***** Given entries

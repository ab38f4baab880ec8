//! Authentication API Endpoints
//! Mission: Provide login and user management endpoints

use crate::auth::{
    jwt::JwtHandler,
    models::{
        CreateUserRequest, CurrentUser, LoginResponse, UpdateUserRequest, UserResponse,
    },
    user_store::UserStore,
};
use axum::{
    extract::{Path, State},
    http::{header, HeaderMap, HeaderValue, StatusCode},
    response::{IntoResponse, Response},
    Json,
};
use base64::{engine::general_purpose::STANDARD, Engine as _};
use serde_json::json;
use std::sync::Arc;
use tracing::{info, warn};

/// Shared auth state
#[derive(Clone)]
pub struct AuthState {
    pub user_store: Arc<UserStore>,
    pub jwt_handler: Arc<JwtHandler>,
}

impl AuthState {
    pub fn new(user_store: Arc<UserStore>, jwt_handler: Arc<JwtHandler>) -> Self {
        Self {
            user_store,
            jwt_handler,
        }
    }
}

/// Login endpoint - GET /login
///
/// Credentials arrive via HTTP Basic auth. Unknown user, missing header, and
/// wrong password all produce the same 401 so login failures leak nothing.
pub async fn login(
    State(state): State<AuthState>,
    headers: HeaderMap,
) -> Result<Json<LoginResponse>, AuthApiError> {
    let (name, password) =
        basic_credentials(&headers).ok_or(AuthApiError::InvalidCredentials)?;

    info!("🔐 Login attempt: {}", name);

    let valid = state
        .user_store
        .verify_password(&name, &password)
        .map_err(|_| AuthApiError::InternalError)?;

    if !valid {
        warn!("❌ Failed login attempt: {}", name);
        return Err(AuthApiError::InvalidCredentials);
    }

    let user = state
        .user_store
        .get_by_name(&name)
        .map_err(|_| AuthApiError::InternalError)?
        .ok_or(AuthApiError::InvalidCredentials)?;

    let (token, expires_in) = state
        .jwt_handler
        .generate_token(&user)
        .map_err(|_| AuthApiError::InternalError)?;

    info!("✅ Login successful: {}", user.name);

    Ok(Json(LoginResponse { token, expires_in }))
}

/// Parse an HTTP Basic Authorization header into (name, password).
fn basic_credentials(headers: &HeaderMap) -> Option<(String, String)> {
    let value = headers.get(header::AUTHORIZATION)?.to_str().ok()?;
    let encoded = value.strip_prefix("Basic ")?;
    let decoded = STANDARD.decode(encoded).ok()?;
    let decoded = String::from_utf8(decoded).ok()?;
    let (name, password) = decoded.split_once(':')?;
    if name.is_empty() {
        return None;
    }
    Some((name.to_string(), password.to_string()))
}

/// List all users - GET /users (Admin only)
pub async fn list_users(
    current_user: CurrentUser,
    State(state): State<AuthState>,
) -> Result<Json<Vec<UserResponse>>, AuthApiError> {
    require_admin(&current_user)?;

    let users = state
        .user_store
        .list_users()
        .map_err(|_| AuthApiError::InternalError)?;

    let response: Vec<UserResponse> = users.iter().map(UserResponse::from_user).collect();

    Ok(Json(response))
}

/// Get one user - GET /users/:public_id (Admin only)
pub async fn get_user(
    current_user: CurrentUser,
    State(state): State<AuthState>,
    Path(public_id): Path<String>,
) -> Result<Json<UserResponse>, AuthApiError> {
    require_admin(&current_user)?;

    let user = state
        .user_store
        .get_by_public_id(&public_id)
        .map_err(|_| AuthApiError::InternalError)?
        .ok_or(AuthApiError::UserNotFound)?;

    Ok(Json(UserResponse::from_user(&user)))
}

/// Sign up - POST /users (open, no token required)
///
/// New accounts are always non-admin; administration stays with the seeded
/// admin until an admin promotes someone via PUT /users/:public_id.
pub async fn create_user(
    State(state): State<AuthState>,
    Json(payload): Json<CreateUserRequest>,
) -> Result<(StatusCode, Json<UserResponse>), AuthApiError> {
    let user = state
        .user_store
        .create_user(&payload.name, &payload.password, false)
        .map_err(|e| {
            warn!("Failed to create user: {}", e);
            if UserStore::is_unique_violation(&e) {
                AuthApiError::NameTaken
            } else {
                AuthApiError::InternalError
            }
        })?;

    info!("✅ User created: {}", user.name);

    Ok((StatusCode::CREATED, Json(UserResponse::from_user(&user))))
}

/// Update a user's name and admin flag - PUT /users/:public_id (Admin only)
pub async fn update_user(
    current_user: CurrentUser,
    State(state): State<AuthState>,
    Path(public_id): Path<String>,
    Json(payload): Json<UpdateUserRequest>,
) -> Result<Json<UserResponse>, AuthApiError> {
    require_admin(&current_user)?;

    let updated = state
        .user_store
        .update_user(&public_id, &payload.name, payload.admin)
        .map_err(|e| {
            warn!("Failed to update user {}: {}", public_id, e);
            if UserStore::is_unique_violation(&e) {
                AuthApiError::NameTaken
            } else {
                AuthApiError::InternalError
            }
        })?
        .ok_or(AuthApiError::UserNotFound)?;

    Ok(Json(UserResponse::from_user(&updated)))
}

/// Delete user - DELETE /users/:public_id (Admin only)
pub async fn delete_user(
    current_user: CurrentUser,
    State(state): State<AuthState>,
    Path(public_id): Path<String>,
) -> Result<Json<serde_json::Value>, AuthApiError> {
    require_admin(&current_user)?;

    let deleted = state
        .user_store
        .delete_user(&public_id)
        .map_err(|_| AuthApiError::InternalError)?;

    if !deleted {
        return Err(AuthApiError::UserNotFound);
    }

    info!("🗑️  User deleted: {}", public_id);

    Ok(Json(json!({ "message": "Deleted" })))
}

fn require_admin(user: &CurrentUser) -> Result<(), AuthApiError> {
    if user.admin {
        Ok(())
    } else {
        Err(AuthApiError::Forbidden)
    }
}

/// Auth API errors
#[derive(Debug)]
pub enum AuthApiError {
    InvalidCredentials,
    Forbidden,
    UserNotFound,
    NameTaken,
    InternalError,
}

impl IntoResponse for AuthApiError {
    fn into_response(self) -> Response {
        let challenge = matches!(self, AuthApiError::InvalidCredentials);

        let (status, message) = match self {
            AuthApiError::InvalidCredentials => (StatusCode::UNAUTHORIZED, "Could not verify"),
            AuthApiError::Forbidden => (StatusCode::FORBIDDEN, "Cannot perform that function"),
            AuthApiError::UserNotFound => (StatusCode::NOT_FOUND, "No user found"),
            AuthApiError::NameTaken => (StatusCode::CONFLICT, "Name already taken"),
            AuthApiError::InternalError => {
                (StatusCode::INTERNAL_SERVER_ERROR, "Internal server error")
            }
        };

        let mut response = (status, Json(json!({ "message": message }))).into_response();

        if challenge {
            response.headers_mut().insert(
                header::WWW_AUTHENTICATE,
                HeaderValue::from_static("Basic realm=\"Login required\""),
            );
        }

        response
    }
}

**********
***** Given entries

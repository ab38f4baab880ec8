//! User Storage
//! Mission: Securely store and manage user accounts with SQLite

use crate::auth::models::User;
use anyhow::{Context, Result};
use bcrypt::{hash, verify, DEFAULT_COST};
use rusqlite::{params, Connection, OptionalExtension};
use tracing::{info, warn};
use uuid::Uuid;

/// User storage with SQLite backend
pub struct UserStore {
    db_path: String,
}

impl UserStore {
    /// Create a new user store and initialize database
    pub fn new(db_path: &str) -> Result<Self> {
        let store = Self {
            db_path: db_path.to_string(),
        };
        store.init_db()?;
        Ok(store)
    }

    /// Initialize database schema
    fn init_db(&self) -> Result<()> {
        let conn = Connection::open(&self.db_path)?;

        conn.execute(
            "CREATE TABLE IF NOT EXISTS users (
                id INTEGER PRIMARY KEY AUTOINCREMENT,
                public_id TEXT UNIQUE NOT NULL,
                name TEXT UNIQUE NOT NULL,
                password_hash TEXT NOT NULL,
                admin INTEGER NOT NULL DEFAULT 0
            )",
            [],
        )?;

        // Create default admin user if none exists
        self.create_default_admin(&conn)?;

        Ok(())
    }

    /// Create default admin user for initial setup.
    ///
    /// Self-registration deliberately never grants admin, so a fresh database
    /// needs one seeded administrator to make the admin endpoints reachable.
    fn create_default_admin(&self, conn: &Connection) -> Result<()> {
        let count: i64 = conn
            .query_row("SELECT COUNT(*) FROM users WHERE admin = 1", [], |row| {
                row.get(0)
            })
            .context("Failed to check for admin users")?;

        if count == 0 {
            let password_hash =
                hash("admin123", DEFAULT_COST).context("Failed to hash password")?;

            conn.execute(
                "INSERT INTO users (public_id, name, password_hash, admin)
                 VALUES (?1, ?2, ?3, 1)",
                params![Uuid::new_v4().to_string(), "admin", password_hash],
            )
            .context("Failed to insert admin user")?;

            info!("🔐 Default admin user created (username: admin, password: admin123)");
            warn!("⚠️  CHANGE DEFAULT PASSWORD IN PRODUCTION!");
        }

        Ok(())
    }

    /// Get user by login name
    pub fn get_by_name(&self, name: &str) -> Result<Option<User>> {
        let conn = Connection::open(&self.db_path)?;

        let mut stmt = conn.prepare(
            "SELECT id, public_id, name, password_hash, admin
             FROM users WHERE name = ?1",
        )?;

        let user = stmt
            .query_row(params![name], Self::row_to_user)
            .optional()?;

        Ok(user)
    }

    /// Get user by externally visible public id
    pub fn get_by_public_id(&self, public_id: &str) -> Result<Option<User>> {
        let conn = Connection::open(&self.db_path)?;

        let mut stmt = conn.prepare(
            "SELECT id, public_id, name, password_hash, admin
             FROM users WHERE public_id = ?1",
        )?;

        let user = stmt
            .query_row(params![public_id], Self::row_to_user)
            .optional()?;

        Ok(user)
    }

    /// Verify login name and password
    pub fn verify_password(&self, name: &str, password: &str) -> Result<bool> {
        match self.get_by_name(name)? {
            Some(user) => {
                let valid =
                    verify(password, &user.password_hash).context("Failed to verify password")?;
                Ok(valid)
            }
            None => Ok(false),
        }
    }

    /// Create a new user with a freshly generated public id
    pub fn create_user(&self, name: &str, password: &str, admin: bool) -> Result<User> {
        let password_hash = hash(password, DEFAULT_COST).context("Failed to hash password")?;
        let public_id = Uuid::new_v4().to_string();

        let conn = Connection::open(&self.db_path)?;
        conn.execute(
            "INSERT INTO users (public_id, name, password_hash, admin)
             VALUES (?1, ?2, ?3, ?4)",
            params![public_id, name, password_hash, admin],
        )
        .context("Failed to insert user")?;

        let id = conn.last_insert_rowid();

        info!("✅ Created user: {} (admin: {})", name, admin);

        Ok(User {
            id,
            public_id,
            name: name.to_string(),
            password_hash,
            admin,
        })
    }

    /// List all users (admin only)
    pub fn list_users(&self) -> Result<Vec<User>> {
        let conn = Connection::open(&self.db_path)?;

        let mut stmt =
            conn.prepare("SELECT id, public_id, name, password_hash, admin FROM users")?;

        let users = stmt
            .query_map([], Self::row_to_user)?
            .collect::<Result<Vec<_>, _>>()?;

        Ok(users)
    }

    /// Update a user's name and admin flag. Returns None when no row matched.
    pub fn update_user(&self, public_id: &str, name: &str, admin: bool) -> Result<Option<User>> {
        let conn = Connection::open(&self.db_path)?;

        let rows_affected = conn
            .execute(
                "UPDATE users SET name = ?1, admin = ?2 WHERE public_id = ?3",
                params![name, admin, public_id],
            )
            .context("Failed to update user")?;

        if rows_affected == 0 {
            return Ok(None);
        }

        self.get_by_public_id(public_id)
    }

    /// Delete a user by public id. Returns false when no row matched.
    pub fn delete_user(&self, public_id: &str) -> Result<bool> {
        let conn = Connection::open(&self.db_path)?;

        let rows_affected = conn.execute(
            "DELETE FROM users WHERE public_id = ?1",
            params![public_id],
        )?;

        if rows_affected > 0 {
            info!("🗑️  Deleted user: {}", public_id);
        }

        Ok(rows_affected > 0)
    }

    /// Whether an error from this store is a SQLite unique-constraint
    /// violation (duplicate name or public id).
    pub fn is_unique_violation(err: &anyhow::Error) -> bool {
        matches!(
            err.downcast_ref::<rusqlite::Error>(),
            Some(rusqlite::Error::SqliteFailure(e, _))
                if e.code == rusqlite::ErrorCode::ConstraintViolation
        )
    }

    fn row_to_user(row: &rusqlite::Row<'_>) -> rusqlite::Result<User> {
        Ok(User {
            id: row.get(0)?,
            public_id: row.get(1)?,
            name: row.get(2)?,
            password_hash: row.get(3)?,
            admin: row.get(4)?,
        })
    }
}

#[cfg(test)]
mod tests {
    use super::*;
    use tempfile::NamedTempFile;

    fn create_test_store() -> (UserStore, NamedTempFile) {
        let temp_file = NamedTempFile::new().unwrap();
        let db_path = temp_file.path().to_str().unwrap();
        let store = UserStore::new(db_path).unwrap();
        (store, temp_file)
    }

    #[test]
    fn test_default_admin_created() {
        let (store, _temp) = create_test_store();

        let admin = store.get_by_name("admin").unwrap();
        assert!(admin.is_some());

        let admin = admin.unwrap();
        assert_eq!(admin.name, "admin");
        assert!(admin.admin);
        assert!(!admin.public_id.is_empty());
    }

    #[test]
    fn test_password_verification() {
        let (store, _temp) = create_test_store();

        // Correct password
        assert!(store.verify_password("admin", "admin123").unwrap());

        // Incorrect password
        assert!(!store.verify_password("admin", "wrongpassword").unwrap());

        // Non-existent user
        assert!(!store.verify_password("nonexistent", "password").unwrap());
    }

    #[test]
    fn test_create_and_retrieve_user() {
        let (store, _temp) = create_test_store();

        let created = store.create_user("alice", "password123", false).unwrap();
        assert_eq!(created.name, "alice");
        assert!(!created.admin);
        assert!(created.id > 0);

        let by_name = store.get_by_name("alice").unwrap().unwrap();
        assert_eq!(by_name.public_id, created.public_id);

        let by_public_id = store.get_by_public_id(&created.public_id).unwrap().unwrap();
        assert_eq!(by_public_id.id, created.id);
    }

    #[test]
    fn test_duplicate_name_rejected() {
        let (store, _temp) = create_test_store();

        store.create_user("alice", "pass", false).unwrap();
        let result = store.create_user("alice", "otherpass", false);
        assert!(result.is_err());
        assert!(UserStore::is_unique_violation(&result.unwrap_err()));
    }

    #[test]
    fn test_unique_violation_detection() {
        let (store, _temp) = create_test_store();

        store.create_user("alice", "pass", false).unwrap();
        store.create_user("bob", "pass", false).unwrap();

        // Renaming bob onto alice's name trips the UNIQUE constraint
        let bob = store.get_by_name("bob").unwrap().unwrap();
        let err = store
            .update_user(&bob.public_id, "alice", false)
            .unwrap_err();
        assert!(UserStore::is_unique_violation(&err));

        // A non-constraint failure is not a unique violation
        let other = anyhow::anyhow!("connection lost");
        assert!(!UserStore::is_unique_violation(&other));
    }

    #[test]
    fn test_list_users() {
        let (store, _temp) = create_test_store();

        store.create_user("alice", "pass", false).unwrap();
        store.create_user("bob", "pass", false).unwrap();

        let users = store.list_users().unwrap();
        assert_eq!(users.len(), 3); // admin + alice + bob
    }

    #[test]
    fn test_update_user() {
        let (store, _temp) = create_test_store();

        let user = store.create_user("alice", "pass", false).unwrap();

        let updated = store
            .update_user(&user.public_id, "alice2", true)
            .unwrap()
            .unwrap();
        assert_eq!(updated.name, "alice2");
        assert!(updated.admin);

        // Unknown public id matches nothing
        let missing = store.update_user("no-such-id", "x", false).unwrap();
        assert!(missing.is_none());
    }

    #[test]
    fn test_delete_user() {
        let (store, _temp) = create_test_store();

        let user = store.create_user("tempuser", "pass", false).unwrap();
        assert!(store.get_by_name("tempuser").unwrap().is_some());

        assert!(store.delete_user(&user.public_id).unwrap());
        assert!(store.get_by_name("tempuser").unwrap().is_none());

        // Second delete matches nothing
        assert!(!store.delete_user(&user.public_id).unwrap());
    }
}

**********

## Instructions to follow
Look through the entries and find each line that has the string "warn". Copy those lines.

## Solution to this problem
use tracing::{info, warn};
        warn!("❌ Failed login attempt: {}", name);
            warn!("Failed to create user: {}", e);
            warn!("Failed to update user {}: {}", public_id, e);
use tracing::{info, warn};
            warn!("⚠️  CHANGE DEFAULT PASSWORD IN PRODUCTION!");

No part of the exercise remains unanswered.